--- Exercise prompt ---
Pull from the data below each line where the word "cards" occurs, and copy it.

--- Records to process ---
* * * *

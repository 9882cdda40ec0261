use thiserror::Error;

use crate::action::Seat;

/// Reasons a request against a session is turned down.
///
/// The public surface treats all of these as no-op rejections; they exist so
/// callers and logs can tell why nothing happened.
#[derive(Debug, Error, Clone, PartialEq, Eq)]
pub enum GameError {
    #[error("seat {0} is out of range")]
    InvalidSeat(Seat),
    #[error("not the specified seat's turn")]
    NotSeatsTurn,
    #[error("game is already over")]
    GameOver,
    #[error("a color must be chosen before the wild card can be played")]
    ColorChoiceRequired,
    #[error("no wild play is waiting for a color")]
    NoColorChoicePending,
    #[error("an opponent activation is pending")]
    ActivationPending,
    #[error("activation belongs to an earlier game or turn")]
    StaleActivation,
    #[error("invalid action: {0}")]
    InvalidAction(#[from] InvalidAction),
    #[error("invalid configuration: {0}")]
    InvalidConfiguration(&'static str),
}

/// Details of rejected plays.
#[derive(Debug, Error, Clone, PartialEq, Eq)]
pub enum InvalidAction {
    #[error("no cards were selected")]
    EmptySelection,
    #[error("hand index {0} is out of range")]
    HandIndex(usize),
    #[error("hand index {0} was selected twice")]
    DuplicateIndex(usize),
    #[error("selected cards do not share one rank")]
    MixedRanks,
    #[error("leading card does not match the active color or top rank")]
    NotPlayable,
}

* * * *

--- Result ---
    #[error("no cards were selected")]
    #[error("selected cards do not share one rank")]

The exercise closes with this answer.